■ EXERCISE PROMPT: Copy the lines below that contain "BTreeMap".

** MATERIAL FOR THIS TASK follows **

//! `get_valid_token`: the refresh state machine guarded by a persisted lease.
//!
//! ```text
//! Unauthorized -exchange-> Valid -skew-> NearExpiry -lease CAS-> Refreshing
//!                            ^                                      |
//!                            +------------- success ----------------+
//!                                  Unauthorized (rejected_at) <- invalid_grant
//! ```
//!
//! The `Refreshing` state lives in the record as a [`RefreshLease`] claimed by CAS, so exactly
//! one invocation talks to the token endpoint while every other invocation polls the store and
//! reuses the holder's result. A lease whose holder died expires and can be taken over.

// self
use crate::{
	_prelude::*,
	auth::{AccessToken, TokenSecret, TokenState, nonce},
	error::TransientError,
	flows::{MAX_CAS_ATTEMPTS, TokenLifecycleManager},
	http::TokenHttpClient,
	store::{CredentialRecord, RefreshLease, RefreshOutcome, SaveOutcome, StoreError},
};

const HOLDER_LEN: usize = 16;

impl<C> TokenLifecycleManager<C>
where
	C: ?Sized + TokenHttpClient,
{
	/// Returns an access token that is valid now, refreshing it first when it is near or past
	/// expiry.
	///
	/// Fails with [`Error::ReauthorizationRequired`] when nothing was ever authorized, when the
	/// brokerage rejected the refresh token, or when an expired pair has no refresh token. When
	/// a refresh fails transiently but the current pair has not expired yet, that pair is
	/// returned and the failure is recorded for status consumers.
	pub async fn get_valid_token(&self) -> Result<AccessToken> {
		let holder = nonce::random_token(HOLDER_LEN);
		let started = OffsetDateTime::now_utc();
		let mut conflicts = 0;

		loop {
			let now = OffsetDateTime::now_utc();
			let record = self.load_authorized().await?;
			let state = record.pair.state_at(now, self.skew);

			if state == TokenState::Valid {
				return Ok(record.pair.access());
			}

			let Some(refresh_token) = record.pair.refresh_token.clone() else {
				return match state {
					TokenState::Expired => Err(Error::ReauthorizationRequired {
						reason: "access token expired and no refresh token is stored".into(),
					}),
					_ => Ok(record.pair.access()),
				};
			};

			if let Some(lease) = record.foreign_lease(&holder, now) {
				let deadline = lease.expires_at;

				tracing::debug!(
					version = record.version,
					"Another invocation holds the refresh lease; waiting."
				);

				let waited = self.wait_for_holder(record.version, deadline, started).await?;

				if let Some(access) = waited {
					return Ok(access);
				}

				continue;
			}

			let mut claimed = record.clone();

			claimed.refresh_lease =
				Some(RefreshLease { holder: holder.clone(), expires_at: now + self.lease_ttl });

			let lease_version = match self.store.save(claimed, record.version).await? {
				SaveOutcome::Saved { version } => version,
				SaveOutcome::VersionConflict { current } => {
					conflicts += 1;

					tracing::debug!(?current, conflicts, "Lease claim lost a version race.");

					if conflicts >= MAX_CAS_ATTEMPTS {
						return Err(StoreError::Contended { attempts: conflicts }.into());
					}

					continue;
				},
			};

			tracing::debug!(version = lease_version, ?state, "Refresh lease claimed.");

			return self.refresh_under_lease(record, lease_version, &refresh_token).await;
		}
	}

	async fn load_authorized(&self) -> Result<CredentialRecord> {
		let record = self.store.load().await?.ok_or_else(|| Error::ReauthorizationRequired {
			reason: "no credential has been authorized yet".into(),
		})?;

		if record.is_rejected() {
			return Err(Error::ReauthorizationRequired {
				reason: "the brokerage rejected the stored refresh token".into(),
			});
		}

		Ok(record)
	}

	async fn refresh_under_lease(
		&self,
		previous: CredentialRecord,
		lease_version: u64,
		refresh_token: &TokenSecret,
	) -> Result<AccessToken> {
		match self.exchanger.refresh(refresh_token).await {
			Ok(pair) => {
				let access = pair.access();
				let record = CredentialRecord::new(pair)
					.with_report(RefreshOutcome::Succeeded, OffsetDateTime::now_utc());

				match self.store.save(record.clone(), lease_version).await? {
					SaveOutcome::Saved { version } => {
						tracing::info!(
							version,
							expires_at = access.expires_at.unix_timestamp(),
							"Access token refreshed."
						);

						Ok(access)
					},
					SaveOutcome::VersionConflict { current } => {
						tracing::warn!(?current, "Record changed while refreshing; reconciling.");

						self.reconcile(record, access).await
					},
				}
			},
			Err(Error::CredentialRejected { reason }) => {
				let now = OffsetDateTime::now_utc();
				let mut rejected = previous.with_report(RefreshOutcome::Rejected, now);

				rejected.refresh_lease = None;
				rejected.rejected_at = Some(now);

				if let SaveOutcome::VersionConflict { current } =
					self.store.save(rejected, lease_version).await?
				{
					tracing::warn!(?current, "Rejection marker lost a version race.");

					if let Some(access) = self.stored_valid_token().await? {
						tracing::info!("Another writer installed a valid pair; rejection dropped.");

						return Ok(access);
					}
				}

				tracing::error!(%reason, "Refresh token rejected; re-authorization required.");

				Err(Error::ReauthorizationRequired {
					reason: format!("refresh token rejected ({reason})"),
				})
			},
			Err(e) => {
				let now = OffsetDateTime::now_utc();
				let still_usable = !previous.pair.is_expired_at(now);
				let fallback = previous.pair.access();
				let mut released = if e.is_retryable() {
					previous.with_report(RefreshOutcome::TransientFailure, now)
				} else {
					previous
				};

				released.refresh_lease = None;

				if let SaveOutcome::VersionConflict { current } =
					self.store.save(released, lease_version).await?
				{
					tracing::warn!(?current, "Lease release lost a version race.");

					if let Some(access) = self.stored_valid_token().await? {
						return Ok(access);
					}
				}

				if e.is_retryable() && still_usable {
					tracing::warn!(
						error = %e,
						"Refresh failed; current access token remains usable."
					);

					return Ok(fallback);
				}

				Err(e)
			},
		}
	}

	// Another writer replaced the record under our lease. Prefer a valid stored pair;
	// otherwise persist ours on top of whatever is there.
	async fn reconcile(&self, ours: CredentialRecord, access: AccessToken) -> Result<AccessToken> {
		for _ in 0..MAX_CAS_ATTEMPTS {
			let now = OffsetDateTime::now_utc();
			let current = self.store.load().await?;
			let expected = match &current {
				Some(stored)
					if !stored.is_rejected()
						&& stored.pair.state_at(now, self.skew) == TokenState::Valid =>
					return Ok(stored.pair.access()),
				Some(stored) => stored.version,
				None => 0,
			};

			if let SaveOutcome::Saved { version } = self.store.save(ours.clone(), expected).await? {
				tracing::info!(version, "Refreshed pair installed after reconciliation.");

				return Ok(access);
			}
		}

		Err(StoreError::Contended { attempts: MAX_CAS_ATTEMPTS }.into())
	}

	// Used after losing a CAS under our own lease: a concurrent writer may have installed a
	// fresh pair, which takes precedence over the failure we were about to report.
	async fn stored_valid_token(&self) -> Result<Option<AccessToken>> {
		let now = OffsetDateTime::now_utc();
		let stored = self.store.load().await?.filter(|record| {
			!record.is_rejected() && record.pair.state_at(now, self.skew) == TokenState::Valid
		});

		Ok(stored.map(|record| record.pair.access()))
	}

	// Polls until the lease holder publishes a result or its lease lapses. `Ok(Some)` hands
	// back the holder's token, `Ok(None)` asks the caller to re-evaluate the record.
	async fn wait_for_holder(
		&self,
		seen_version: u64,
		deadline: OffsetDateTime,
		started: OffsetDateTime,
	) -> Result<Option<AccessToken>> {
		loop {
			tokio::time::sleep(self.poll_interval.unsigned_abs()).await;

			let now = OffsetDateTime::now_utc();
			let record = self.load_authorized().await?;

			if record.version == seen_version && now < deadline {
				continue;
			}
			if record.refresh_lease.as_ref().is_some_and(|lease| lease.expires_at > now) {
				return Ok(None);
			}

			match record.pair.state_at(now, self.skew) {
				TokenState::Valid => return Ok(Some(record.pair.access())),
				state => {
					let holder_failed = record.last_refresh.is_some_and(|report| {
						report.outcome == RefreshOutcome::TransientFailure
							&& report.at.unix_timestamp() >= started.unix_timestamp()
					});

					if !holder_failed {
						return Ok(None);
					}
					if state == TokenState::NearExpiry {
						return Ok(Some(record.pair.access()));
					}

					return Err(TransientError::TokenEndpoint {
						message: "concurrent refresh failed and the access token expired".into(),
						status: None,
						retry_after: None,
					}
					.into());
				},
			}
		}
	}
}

** End of MATERIAL FOR THIS TASK **
** MATERIAL FOR THIS TASK follows **

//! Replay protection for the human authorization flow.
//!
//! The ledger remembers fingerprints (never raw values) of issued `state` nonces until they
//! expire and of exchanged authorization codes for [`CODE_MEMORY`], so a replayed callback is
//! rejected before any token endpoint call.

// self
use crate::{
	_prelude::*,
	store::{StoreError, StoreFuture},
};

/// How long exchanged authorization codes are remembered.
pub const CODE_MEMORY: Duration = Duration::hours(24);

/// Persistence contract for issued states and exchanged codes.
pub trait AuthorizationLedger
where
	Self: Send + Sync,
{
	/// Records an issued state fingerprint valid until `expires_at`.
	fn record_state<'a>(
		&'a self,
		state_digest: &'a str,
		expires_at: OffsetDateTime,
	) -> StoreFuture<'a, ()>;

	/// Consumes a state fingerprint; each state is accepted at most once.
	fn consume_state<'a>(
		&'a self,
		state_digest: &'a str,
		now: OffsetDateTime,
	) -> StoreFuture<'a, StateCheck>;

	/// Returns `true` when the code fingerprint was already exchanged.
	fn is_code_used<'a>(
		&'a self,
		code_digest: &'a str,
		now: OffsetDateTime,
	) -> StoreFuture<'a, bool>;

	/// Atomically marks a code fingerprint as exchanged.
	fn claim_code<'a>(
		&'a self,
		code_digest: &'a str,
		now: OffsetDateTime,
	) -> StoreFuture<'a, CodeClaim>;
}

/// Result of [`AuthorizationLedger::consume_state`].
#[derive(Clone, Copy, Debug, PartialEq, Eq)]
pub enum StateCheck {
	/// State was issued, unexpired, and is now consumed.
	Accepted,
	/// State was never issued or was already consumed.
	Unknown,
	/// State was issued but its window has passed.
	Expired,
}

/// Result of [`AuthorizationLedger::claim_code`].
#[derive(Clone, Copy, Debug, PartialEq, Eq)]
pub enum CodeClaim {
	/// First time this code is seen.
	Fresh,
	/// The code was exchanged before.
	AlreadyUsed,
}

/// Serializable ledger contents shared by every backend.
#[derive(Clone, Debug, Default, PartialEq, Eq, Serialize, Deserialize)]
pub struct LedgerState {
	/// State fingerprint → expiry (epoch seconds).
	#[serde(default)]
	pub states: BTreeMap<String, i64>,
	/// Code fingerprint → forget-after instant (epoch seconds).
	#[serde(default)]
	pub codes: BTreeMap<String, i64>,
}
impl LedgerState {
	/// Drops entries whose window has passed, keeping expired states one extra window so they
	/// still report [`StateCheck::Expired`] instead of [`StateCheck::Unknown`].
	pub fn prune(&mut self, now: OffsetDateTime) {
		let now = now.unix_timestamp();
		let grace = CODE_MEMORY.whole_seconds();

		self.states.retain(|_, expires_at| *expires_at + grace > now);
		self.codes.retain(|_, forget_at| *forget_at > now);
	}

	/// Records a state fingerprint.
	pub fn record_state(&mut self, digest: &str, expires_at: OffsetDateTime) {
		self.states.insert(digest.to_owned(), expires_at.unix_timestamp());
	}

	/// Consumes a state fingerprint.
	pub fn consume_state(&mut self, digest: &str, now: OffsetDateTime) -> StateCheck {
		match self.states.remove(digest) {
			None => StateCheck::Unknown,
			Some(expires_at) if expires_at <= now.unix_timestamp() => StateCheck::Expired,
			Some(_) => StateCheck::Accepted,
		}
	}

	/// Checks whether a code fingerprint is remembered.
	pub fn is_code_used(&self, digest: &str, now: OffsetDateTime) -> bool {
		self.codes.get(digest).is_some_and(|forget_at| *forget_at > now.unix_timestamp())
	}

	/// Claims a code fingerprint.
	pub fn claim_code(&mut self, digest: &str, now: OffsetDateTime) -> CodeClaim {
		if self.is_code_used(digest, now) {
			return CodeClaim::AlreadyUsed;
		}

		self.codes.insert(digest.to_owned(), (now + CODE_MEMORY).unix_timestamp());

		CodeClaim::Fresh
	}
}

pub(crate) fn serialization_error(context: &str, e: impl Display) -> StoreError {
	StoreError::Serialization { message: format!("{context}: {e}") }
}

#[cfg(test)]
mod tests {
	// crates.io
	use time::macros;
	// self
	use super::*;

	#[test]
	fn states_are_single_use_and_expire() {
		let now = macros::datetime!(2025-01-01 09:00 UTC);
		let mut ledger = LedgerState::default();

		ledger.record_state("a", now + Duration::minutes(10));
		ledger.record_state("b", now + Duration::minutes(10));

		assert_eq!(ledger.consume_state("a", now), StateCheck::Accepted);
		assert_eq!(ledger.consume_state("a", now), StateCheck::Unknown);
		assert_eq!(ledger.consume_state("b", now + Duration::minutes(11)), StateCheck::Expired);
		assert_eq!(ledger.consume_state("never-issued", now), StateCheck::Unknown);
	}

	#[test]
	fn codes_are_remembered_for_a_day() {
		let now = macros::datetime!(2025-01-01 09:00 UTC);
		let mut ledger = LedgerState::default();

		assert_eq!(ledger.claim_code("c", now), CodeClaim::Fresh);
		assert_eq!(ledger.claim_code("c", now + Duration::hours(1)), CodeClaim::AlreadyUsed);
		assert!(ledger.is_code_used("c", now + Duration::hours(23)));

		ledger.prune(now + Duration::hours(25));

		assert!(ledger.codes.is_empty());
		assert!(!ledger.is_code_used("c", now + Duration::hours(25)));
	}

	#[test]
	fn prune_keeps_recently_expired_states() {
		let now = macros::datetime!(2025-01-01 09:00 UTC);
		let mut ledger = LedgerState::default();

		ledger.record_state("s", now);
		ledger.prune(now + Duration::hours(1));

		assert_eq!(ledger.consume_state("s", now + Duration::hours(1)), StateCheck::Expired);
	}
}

** End of MATERIAL FOR THIS TASK **

■ SOLUTION TO THE EXERCISE:
	pub states: BTreeMap<String, i64>,
	pub codes: BTreeMap<String, i64>,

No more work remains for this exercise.